Travel writers seem to agree that Kythnos is the least interesting of all the Cyclades islands. It extremely barren with little to relieve the eye. This means that few foreigners travel there and it is a place where you can relax away from the crowds, even in the height of summer.
Excavations have found a site dating back to the Early Neolithic or even the Mesolithic period, making it the oldest habitation yet found in the Cyclades. Much later the Ionians arrived on the island and founded the ancient city of Kythnos. The island was represented at the battle of Salamis by two ships and for their contribution the Kythians were mentioned on the base of the golden tripod at Delphi.
Kythnos became part of the Latin Duchy of the Archipelago in 1207 and was ruled by the Gazzadini family until the arrival of the Turks.
Loutra, the site of baths most probably founded in Roman times, has lost much of the air of the 19th century spa town that it became. The spa complex is still open to the public. The main town is the Chora, six kilometres from the port town of Merikas. It has an OTE office and a post office but no rooms.

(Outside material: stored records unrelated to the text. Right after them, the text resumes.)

impl<S: Store> Pinboard<S> {
    /// Create a new service instance.
    pub fn new(store: S, config: PinboardConfig) -> Self {
        Self {
            store: Arc::new(store),
            config,
        }
    }

    /// Get the store reference.
    pub fn store(&self) -> &S {
        &self.store
    }

    pub fn config(&self) -> &PinboardConfig {
        &self.config
    }

    // ─────────────────────────────────────────────────────────────────────────
    // User Operations
    // ─────────────────────────────────────────────────────────────────────────

    /// Create a user through the admin path.
    pub async fn create_user(
        &self,
        actor: &Actor,
        username: &str,
        password: &str,
        is_admin: bool,
    ) -> Result<User> {
        require_user(actor)?;
        authorize(actor, Operation::Create, &Target::Users)?;

        let user = self.insert_user(username, password, is_admin).await?;
        tracing::info!(user = user.id.get(), is_admin, "user created by admin");
        Ok(user)
    }

    /// Fetch the actor's own record. Other users' records are not found.
    pub async fn get_user(&self, actor: &Actor, id: UserId) -> Result<UserProfile> {
        require_user(actor)?;
        authorize(actor, Operation::Read, &Target::User(id))?;
        self.profile(id).await
    }

    pub async fn update_user(
        &self,
        actor: &Actor,
        id: UserId,
        changes: &UserChanges,
    ) -> Result<UserProfile> {
        require_user(actor)?;
        authorize(actor, Operation::Update, &Target::User(id))?;

        let mut errors = pinboard_core::FieldErrors::new();
        if let Some(username) = &changes.username {
            self.config.limits.check_username(&mut errors, username);
        }
        if let Some(password) = &changes.password {
            pinboard_core::check_password(&mut errors, password);
        }
        errors.into_result().map_err(PinboardError::Validation)?;

        let password_hash = match &changes.password {
            Some(password) => Some(hash_password(password)?),
            None => None,
        };
        let update = UserUpdate {
            username: changes.username.clone(),
            password_hash,
        };
        self.store
            .update_user(id, &update)
            .await?
            .ok_or(PinboardError::NotFound)?;
        self.profile(id).await
    }

    /// Delete a user with everything they own.
    pub async fn delete_user(&self, actor: &Actor, id: UserId) -> Result<()> {
        require_user(actor)?;
        authorize(actor, Operation::Delete, &Target::User(id))?;

        if !self.store.delete_user(id).await? {
            return Err(PinboardError::NotFound);
        }
        tracing::info!(user = id.get(), "user deleted");
        Ok(())
    }

    /// Delete the actor's own account.
    pub async fn delete_me(&self, actor: &Actor) -> Result<()> {
        let me = require_user(actor)?;
        self.delete_user(actor, me).await
    }

    async fn profile(&self, id: UserId) -> Result<UserProfile> {
        let user = self.store.get_user(id).await?.ok_or(PinboardError::NotFound)?;
        Ok(UserProfile {
            boards: self.store.owned_boards(id).await?,
            guest_boards: self.store.guest_boards(id).await?,
            user,
        })
    }

    // ─────────────────────────────────────────────────────────────────────────
    // Board Operations
    // ─────────────────────────────────────────────────────────────────────────

    /// Boards the actor owns or belongs to. Empty for anonymous actors.
    pub async fn list_boards(&self, actor: &Actor) -> Result<Vec<BoardView>> {
        let ListScope::VisibleTo(user) = list_scope(actor) else {
            return Ok(Vec::new());
        };

        let boards = self.store.list_boards_for(user).await?;
        let mut views = Vec::with_capacity(boards.len());
        for board in boards {
            let roster = self.store.roster_of(board.id).await?;
            views.push(BoardView { board, roster });
        }
        Ok(views)
    }

    /// Create a board owned by the actor, with a fresh invite token.
    pub async fn create_board(&self, actor: &Actor, board: &NewBoard) -> Result<BoardView> {
        let owner = require_user(actor)?;
        authorize(actor, Operation::Create, &Target::Boards)?;
        self.config
            .limits
            .validate_new_board(board)
            .map_err(PinboardError::Validation)?;

        let mut collision = None;
        for _ in 0..self.config.invite_rotation_attempts.max(1) {
            let token = self.fresh_invite_token();
            match self.store.insert_board(owner, board, &token).await {
                Ok(board) => {
                    tracing::info!(board = board.id.get(), owner = owner.get(), "board created");
                    let roster = BoardRoster::new(board.id, owner, std::iter::empty());
                    return Ok(BoardView { board, roster });
                }
                Err(StoreError::InviteTokenTaken(token)) => collision = Some(token),
                Err(e) => return Err(e.into()),
            }
        }
        Err(self.token_exhausted(collision))
    }

    pub async fn get_board(&self, actor: &Actor, id: BoardId) -> Result<BoardView> {
        self.visible_board(actor, id, Operation::Read).await
    }

    /// Update a board. Only the owner may do this; members get `Forbidden`.
    pub async fn update_board(
        &self,
        actor: &Actor,
        id: BoardId,
        update: &BoardUpdate,
    ) -> Result<BoardView> {
        let current = self.visible_board(actor, id, Operation::Update).await?;
        self.config
            .limits
            .validate_board_update(update)
            .map_err(PinboardError::Validation)?;
        if let Some(users) = &update.users {
            guard::board_users(self.store.as_ref(), users).await?;
        }
        if update.is_empty() {
            return Ok(current);
        }

        let board = self
            .store
            .update_board(id, update)
            .await?
            .ok_or(PinboardError::NotFound)?;
        let roster = self.store.roster_of(id).await?;
        if update.users.is_some() {
            tracing::info!(
                board = id.get(),
                members = roster.members().len(),
                "board members replaced"
            );
        }
        Ok(BoardView { board, roster })
    }

    pub async fn delete_board(&self, actor: &Actor, id: BoardId) -> Result<()> {
        self.visible_board(actor, id, Operation::Delete).await?;
        if !self.store.delete_board(id).await? {
            return Err(PinboardError::NotFound);
        }
        tracing::info!(board = id.get(), "board deleted");
        Ok(())
    }

    pub async fn board_sections(&self, actor: &Actor, id: BoardId) -> Result<Vec<Section>> {
        self.visible_board(actor, id, Operation::Read).await?;
        Ok(self.store.list_sections(id).await?)
    }

    pub async fn board_stickers(&self, actor: &Actor, id: BoardId) -> Result<Vec<Sticker>> {
        self.visible_board(actor, id, Operation::Read).await?;
        Ok(self.store.list_board_stickers(id).await?)
    }

    /// Owner followed by members.
    pub async fn board_users(&self, actor: &Actor, id: BoardId) -> Result<Vec<User>> {
        let view = self.visible_board(actor, id, Operation::Read).await?;
        let mut users = Vec::new();
        for id in view.roster.everyone() {
            if let Some(user) = self.store.get_user(id).await? {
                users.push(user);
            }
        }
        Ok(users)
    }

    async fn visible_board(
        &self,
        actor: &Actor,
        id: BoardId,
        operation: Operation,
    ) -> Result<BoardView> {
        require_user(actor)?;
        let board = self.store.get_board(id).await?.ok_or(PinboardError::NotFound)?;
        let roster = self.store.roster_of(id).await?;
        authorize(actor, operation, &Target::Board(&roster))?;
        Ok(BoardView { board, roster })
    }

    // ─────────────────────────────────────────────────────────────────────────
    // Section Operations
    // ─────────────────────────────────────────────────────────────────────────

    /// Sections of every board the actor can see.
    pub async fn list_sections(&self, actor: &Actor) -> Result<Vec<Section>> {
        match list_scope(actor) {
            ListScope::VisibleTo(user) => Ok(self.store.list_sections_for(user).await?),
            ListScope::Nothing => Ok(Vec::new()),
        }
    }

    pub async fn create_section(&self, actor: &Actor, section: &NewSection) -> Result<Section> {
        require_user(actor)?;
        self.config
            .limits
            .validate_new_section(section)
            .map_err(PinboardError::Validation)?;
        guard::section_parent(self.store.as_ref(), actor, section.board).await?;

        let section = self.store.insert_section(section).await?;
        tracing::debug!(section = section.id.get(), board = section.board.get(), "section created");
        Ok(section)
    }

    pub async fn get_section(&self, actor: &Actor, id: SectionId) -> Result<Section> {
        Ok(self.visible_section(actor, id, Operation::Read).await?.0)
    }

    pub async fn update_section(
        &self,
        actor: &Actor,
        id: SectionId,
        update: &SectionUpdate,
    ) -> Result<Section> {
        let (section, _) = self.visible_section(actor, id, Operation::Update).await?;
        self.config
            .limits
            .validate_section_update(update)
            .map_err(PinboardError::Validation)?;
        guard::section_move(&section, update.board)?;

        let update = SectionUpdate {
            board: None,
            ..update.clone()
        };
        self.store
            .update_section(id, &update)
            .await?
            .ok_or(PinboardError::NotFound)
    }

    pub async fn delete_section(&self, actor: &Actor, id: SectionId) -> Result<()> {
        self.visible_section(actor, id, Operation::Delete).await?;
        if !self.store.delete_section(id).await? {
            return Err(PinboardError::NotFound);
        }
        Ok(())
    }

    pub async fn section_stickers(&self, actor: &Actor, id: SectionId) -> Result<Vec<Sticker>> {
        self.visible_section(actor, id, Operation::Read).await?;
        Ok(self.store.list_stickers(id).await?)
    }

    async fn visible_section(
        &self,
        actor: &Actor,
        id: SectionId,
        operation: Operation,
    ) -> Result<(Section, BoardRoster)> {
        require_user(actor)?;
        let section = self.store.get_section(id).await?.ok_or(PinboardError::NotFound)?;
        let roster = self.store.effective_roster(id.into()).await?;
        authorize(actor, operation, &Target::Section(&roster))?;
        Ok((section, roster))
    }

    // ─────────────────────────────────────────────────────────────────────────
    // Sticker Operations
    // ─────────────────────────────────────────────────────────────────────────

    /// Stickers of every board the actor can see.
    pub async fn list_stickers(&self, actor: &Actor) -> Result<Vec<Sticker>> {
        match list_scope(actor) {
            ListScope::VisibleTo(user) => Ok(self.store.list_stickers_for(user).await?),
            ListScope::Nothing => Ok(Vec::new()),
        }
    }

    pub async fn create_sticker(&self, actor: &Actor, sticker: &NewSticker) -> Result<Sticker> {
        require_user(actor)?;
        self.config
            .limits
            .validate_new_sticker(sticker)
            .map_err(PinboardError::Validation)?;

        let (_, roster) = guard::sticker_parent(self.store.as_ref(), actor, sticker.section).await?;
        guard::assignee(self.store.as_ref(), &roster, sticker.assigned_to).await?;
        authorize(
            actor,
            Operation::Create,
            &Target::Sticker {
                roster: &roster,
                assignee: sticker.assigned_to,
            },
        )?;

        let sticker = self.store.insert_sticker(sticker).await?;
        tracing::debug!(sticker = sticker.id.get(), section = sticker.section.get(), "sticker created");
        Ok(sticker)
    }

    pub async fn get_sticker(&self, actor: &Actor, id: StickerId) -> Result<Sticker> {
        Ok(self.visible_sticker(actor, id, Operation::Read).await?.0)
    }

    /// Update a sticker. Moves stay within the board and a new assignee
    /// must be on its roster; a rejected update changes nothing.
    pub async fn update_sticker(
        &self,
        actor: &Actor,
        id: StickerId,
        update: &StickerUpdate,
    ) -> Result<Sticker> {
        let (sticker, roster) = self.visible_sticker(actor, id, Operation::Read).await?;
        self.config
            .limits
            .validate_sticker_update(update)
            .map_err(PinboardError::Validation)?;

        if let Some(section) = update.section {
            guard::sticker_move(self.store.as_ref(), actor, &sticker, section).await?;
        }
        let assignee = match update.assigned_to {
            Some(assignee) => {
                guard::assignee(self.store.as_ref(), &roster, assignee).await?;
                assignee
            }
            None => sticker.assigned_to,
        };
        authorize(
            actor,
            Operation::Update,
            &Target::Sticker {
                roster: &roster,
                assignee,
            },
        )?;

        self.store
            .update_sticker(id, update)
            .await?
            .ok_or(PinboardError::NotFound)
    }

    pub async fn delete_sticker(&self, actor: &Actor, id: StickerId) -> Result<()> {
        self.visible_sticker(actor, id, Operation::Delete).await?;
        if !self.store.delete_sticker(id).await? {
            return Err(PinboardError::NotFound);
        }
        Ok(())
    }

    async fn visible_sticker(
        &self,
        actor: &Actor,
        id: StickerId,
        operation: Operation,
    ) -> Result<(Sticker, BoardRoster)> {
        require_user(actor)?;
        let sticker = self.store.get_sticker(id).await?.ok_or(PinboardError::NotFound)?;
        let roster = self.store.effective_roster(id.into()).await?;
        authorize(
            actor,
            operation,
            &Target::Sticker {
                roster: &roster,
                assignee: None,
            },
        )?;
        Ok((sticker, roster))
    }

    // ─────────────────────────────────────────────────────────────────────────
    // Helpers
    // ─────────────────────────────────────────────────────────────────────────

    pub(crate) fn fresh_invite_token(&self) -> InviteToken {
        InviteToken::generate(self.config.invite_token_len)
    }

    pub(crate) fn token_exhausted(&self, collision: Option<InviteToken>) -> PinboardError {
        tracing::warn!(
            attempts = self.config.invite_rotation_attempts,
            "could not generate a unique invite token"
        );
        match collision {
            Some(token) => PinboardError::Store(StoreError::InviteTokenTaken(token)),
            None => PinboardError::Store(StoreError::InvalidData(
                "invite token generation was not attempted".into(),
            )),
        }
    }
}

Most people stay at Merikas which has plenty of rooms and tavernas and the Cava Kythnos acts as an agent of the National Bank of Greece for changing currency and also sells ferry boat tickets.
The more attractive villages are to be found to the south of the island. The 90 minute walk from Chora to Dryopida is one of the best things you can do on the island. The village is more attractive than Chora, but more attractive still is Kanala, on the south east coast of the island.